The Chop fully endorses and approves of the soft opening.
Baltimore is a city of small businesses and corner places in which you are your reputation, and reputations are still made by word of mouth. People in this town tend to be pretty savvy about what works and what doesn’t, even to the point of passing judgment on certain shops, cafes and bars without ever having been inside.
This might seem counter-intuitive, but this is also a town of very few surprises. We’ve been just about every place that’s worth going, and the truth is that we’ve seldom been surprised. If someone says a spot has the absolute best bloody marys, they probably do. If the word on the street is that the service is terrible, you can believe that it is. And if a place gets a reputation as a neighborhood’s best kept secret, you’d be much encouraged to get yourself in there as often as possible.
Granted, in this day and age word of mouth is also word of email. It’s word of tweet and word of status update, as the folks at Cafe Hon are finding out.

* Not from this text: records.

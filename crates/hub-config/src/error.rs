//! Configuration errors

use std::path::PathBuf;
use thiserror::Error;

/// Failures while reading `configuration.yaml` and the files it pulls in,
/// or while checking the result
#[derive(Debug, Error)]
pub enum ConfigError {
    #[error("cannot read {path}: {source}")]
    Io {
        path: PathBuf,
        #[source]
        source: std::io::Error,
    },

    #[error("{path} is not valid YAML: {source}")]
    Yaml {
        path: PathBuf,
        #[source]
        source: serde_yaml::Error,
    },

    #[error("{tag}: {reason}")]
    InvalidTag { tag: &'static str, reason: String },

    #[error("{path} includes itself")]
    CircularInclude { path: PathBuf },

    #[error("no directory at {path}")]
    DirectoryNotFound { path: PathBuf },

    #[error("secret '{key}' is not defined in secrets.yaml")]
    SecretNotFound { key: String },

    #[error("environment variable '{var}' is not set")]
    EnvVarNotFound { var: String },

    #[error("configuration does not match the hub schema: {reason}")]
    Schema { reason: String },

    #[error("namespace '{namespace}' must be non-empty and must not contain '/'")]
    InvalidNamespace { namespace: String },

    #[error("cache capacity must be greater than zero")]
    EmptyCache,

    #[error("rule #{index}: {reason}")]
    InvalidRule { index: usize, reason: String },

    #[error("script #{index} has no name")]
    UnnamedScript { index: usize },
}

/// Result type for configuration operations
pub type ConfigResult<T> = Result<T, ConfigError>;
//! Message routing for the IoT hub
//!
//! This crate turns inbound transport messages into rule evaluations:
//! - MessageRouter: known-topic bookkeeping, default topics, rules, cache
//! - DefaultTopicHandlers: heartbeats, self-registration, lost devices
//! - DelayedPublishScheduler: delayed publishes with toggle semantics
//! - RouterService: drains the message bus into the router

mod default_topics;
mod error;
pub mod registration;
mod router;
mod scheduler;
mod service;

pub use default_topics::{strip_topic_prefix, DefaultTopicHandlers};
pub use error::{RouterError, RouterResult};
pub use registration::{AliveMessage, KnownTopicPayload, MicrocontrollerPayload};
pub use router::{
    MessageOutcome, MessageRouter, RouterStores, RuleOutcome, RuleStatus, NO_DATA_CHANGE,
    NO_TARGET_PAYLOAD,
};
pub use scheduler::{DelayedPublishScheduler, ScheduleOutcome};
pub use service::RouterService;
//! Core types for the IoT hub
//!
//! This crate provides the fundamental types used throughout the hub:
//! topic paths, inbound/outbound messages, known topics, rules, and the
//! scalar values produced by expression evaluation.

mod known_topic;
mod message;
mod rule;
mod scalar;
mod topic;

pub use known_topic::{KnownMicrocontroller, KnownTopic, MessageDirection, TopicHistory};
pub use message::{InboundMessage, OutboundMessage, TopicEntry};
pub use rule::{ExpressionEvaluationResult, Rule, TriggerCondition};
pub use scalar::Scalar;
pub use topic::{full_qualified_topic, TopicPath, TopicPathError};

/// Payload published instead of an empty string on non-retained messages
pub const NULL_PAYLOAD: &str = "NULL";

/// Default priority for rules without an explicit priority
pub const DEFAULT_RULE_PRIORITY: i32 = 5;

/// Reserved topic names handled by the hub itself
pub mod topics {
    /// Suffix of heartbeat topics published by microcontrollers
    pub const ALIVE: &str = "alive";

    /// Acknowledgement topic for heartbeats
    pub const ALIVE_ACK: &str = "alive_ack";

    /// Control topic used by microcontrollers that lost their namespace
    pub const I_AM_LOST: &str = "i_am_lost";

    /// A device announces one of its topics
    pub const REGISTER_KNOWN_TOPIC: &str = "register_known_topic";

    /// A microcontroller announces itself and its topics
    pub const REGISTER_MICROCONTROLLER: &str = "register_microcontroller";

    /// Pushes namespace/project settings back to a microcontroller
    pub const SAVE_MICROCONTROLLER_CONFIG: &str = "save_microcontroller_config";

    /// Published once per project after connecting to the broker
    pub const INIT: &str = "init";

    /// Project used for microcontrollers that never told us theirs
    pub const DEFAULT_PROJECT: &str = "default_project";

    /// Whether `topic` is a lost-device control topic
    ///
    /// Control topics have fewer than three path segments and start with
    /// [`I_AM_LOST`], e.g. `i_am_lost` or `i_am_lost/AA:BB`.
    pub fn is_i_am_lost(topic: &str) -> bool {
        topic.split('/').count() < 3 && topic.starts_with(I_AM_LOST)
    }
}

#[cfg(test)]
mod tests {
    use super::topics::is_i_am_lost;

    #[test]
    fn test_i_am_lost_matches_short_prefixed_topics() {
        assert!(is_i_am_lost("i_am_lost"));
        assert!(is_i_am_lost("i_am_lost/AA:BB:CC"));
        assert!(is_i_am_lost("i_am_lost_esp32"));
        assert!(!is_i_am_lost("iotzoo/garden/i_am_lost"));
        assert!(!is_i_am_lost("lost"));
    }
}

The bottom line remains the same though, if you’ve got the goods you’ve got a good reputation. You can hire all the PR people and social media strategists you want, but none of them can do for your business what a few good words, honestly spoken from a trusted source will do.
So we say skip the big grand opening, no matter what you’re opening. Don’t bother with the 60% off sales and the double-happy happy hours. Forget about the groupons and ad campaigns and luring critics in the door and all of that nonsense.
Just hang out your shingle, open your doors, and offer your offerings as best you can. Baltimore will do the rest for you.